Data provided: Begin

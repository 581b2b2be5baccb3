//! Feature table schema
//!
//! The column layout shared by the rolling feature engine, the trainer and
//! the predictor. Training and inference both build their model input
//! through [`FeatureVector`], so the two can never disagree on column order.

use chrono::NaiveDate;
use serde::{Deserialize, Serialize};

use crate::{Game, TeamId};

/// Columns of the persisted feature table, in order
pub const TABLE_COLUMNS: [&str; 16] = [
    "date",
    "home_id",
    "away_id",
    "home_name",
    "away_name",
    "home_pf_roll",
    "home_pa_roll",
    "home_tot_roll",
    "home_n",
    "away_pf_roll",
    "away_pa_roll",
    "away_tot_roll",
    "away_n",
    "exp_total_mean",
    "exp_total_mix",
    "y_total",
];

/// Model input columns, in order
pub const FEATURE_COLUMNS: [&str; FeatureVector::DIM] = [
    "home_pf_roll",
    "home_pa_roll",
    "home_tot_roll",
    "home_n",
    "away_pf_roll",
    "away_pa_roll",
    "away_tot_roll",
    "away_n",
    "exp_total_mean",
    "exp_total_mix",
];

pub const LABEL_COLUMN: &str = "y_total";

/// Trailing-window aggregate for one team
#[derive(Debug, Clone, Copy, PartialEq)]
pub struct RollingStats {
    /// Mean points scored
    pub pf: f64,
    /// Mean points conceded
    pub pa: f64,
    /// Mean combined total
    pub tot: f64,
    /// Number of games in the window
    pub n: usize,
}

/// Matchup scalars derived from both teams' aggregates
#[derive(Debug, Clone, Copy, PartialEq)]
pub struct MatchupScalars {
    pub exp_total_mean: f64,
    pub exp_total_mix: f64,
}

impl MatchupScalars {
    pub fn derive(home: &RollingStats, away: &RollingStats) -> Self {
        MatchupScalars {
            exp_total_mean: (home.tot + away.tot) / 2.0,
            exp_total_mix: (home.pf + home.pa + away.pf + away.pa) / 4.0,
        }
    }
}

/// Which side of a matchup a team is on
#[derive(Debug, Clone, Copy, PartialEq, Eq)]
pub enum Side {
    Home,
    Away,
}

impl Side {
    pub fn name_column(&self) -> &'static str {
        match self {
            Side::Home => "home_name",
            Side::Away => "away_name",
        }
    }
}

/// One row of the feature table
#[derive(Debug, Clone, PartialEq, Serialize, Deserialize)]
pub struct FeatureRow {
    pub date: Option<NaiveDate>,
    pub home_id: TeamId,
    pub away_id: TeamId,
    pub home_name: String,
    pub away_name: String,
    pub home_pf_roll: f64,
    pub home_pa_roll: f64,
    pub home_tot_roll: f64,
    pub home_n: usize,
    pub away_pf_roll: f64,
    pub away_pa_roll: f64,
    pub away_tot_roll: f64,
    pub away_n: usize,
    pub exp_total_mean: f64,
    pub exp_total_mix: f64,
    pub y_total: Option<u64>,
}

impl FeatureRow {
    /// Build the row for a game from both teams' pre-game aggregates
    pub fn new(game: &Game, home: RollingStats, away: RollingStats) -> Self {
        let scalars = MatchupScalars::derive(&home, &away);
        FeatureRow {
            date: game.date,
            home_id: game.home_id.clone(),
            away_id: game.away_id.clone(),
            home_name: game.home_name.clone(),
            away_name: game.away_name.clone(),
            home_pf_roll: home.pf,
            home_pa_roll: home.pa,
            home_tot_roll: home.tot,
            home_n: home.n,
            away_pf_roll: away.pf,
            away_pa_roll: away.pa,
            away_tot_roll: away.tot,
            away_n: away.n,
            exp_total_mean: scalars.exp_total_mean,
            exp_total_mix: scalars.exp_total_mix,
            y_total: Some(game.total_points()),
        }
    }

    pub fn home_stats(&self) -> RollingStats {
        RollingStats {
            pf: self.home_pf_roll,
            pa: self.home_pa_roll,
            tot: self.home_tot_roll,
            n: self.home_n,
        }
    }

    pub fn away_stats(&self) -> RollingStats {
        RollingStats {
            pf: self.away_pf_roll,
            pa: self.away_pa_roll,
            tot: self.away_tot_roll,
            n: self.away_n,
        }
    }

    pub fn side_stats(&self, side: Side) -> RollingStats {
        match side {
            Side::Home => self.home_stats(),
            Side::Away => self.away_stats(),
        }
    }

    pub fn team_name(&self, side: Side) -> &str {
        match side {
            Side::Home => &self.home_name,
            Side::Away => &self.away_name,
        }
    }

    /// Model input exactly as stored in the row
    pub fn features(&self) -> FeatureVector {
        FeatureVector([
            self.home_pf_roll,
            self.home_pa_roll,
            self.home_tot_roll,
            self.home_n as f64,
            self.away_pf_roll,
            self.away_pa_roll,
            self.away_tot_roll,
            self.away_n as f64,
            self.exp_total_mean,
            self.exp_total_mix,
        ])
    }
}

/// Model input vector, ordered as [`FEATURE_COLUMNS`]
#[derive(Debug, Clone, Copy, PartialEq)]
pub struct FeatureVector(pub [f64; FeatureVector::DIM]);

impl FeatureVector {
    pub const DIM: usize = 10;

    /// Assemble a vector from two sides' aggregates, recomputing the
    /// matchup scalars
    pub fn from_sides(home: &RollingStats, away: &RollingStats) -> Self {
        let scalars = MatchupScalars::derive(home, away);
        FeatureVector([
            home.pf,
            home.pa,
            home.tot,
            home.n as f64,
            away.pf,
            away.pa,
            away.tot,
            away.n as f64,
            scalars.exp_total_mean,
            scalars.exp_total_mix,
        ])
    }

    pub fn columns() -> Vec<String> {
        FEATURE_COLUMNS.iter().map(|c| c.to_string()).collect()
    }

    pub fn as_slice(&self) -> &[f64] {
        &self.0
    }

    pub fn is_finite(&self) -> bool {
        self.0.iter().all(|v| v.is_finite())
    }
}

Data provided: End

Instructions to follow —
The answer must reproduce every record exactly.

Answer to this task —
repository 581b2b2be5baccb3
//! Feature table schema
//!
//! The column layout shared by the rolling feature engine, the trainer and
//! the predictor. Training and inference both build their model input
//! through [`FeatureVector`], so the two can never disagree on column order.

use chrono::NaiveDate;
use serde::{Deserialize, Serialize};

use crate::{Game, TeamId};

/// Columns of the persisted feature table, in order
pub const TABLE_COLUMNS: [&str; 16] = [
    "date",
    "home_id",
    "away_id",
    "home_name",
    "away_name",
    "home_pf_roll",
    "home_pa_roll",
    "home_tot_roll",
    "home_n",
    "away_pf_roll",
    "away_pa_roll",
    "away_tot_roll",
    "away_n",
    "exp_total_mean",
    "exp_total_mix",
    "y_total",
];

/// Model input columns, in order
pub const FEATURE_COLUMNS: [&str; FeatureVector::DIM] = [
    "home_pf_roll",
    "home_pa_roll",
    "home_tot_roll",
    "home_n",
    "away_pf_roll",
    "away_pa_roll",
    "away_tot_roll",
    "away_n",
    "exp_total_mean",
    "exp_total_mix",
];

pub const LABEL_COLUMN: &str = "y_total";

/// Trailing-window aggregate for one team
#[derive(Debug, Clone, Copy, PartialEq)]
pub struct RollingStats {
    /// Mean points scored
    pub pf: f64,
    /// Mean points conceded
    pub pa: f64,
    /// Mean combined total
    pub tot: f64,
    /// Number of games in the window
    pub n: usize,
}

/// Matchup scalars derived from both teams' aggregates
#[derive(Debug, Clone, Copy, PartialEq)]
pub struct MatchupScalars {
    pub exp_total_mean: f64,
    pub exp_total_mix: f64,
}

impl MatchupScalars {
    pub fn derive(home: &RollingStats, away: &RollingStats) -> Self {
        MatchupScalars {
            exp_total_mean: (home.tot + away.tot) / 2.0,
            exp_total_mix: (home.pf + home.pa + away.pf + away.pa) / 4.0,
        }
    }
}

/// Which side of a matchup a team is on
#[derive(Debug, Clone, Copy, PartialEq, Eq)]
pub enum Side {
    Home,
    Away,
}

impl Side {
    pub fn name_column(&self) -> &'static str {
        match self {
            Side::Home => "home_name",
            Side::Away => "away_name",
        }
    }
}

/// One row of the feature table
#[derive(Debug, Clone, PartialEq, Serialize, Deserialize)]
pub struct FeatureRow {
    pub date: Option<NaiveDate>,
    pub home_id: TeamId,
    pub away_id: TeamId,
    pub home_name: String,
    pub away_name: String,
    pub home_pf_roll: f64,
    pub home_pa_roll: f64,
    pub home_tot_roll: f64,
    pub home_n: usize,
    pub away_pf_roll: f64,
    pub away_pa_roll: f64,
    pub away_tot_roll: f64,
    pub away_n: usize,
    pub exp_total_mean: f64,
    pub exp_total_mix: f64,
    pub y_total: Option<u64>,
}

impl FeatureRow {
    /// Build the row for a game from both teams' pre-game aggregates
    pub fn new(game: &Game, home: RollingStats, away: RollingStats) -> Self {
        let scalars = MatchupScalars::derive(&home, &away);
        FeatureRow {
            date: game.date,
            home_id: game.home_id.clone(),
            away_id: game.away_id.clone(),
            home_name: game.home_name.clone(),
            away_name: game.away_name.clone(),
            home_pf_roll: home.pf,
            home_pa_roll: home.pa,
            home_tot_roll: home.tot,
            home_n: home.n,
            away_pf_roll: away.pf,
            away_pa_roll: away.pa,
            away_tot_roll: away.tot,
            away_n: away.n,
            exp_total_mean: scalars.exp_total_mean,
            exp_total_mix: scalars.exp_total_mix,
            y_total: Some(game.total_points()),
        }
    }

    pub fn home_stats(&self) -> RollingStats {
        RollingStats {
            pf: self.home_pf_roll,
            pa: self.home_pa_roll,
            tot: self.home_tot_roll,
            n: self.home_n,
        }
    }

    pub fn away_stats(&self) -> RollingStats {
        RollingStats {
            pf: self.away_pf_roll,
            pa: self.away_pa_roll,
            tot: self.away_tot_roll,
            n: self.away_n,
        }
    }

    pub fn side_stats(&self, side: Side) -> RollingStats {
        match side {
            Side::Home => self.home_stats(),
            Side::Away => self.away_stats(),
        }
    }

    pub fn team_name(&self, side: Side) -> &str {
        match side {
            Side::Home => &self.home_name,
            Side::Away => &self.away_name,
        }
    }

    /// Model input exactly as stored in the row
    pub fn features(&self) -> FeatureVector {
        FeatureVector([
            self.home_pf_roll,
            self.home_pa_roll,
            self.home_tot_roll,
            self.home_n as f64,
            self.away_pf_roll,
            self.away_pa_roll,
            self.away_tot_roll,
            self.away_n as f64,
            self.exp_total_mean,
            self.exp_total_mix,
        ])
    }
}

/// Model input vector, ordered as [`FEATURE_COLUMNS`]
#[derive(Debug, Clone, Copy, PartialEq)]
pub struct FeatureVector(pub [f64; FeatureVector::DIM]);

impl FeatureVector {
    pub const DIM: usize = 10;

    /// Assemble a vector from two sides' aggregates, recomputing the
    /// matchup scalars
    pub fn from_sides(home: &RollingStats, away: &RollingStats) -> Self {
        let scalars = MatchupScalars::derive(home, away);
        FeatureVector([
            home.pf,
            home.pa,
            home.tot,
            home.n as f64,
            away.pf,
            away.pa,
            away.tot,
            away.n as f64,
            scalars.exp_total_mean,
            scalars.exp_total_mix,
        ])
    }

    pub fn columns() -> Vec<String> {
        FEATURE_COLUMNS.iter().map(|c| c.to_string()).collect()
    }

    pub fn as_slice(&self) -> &[f64] {
        &self.0
    }

    pub fn is_finite(&self) -> bool {
        self.0.iter().all(|v| v.is_finite())
    }
}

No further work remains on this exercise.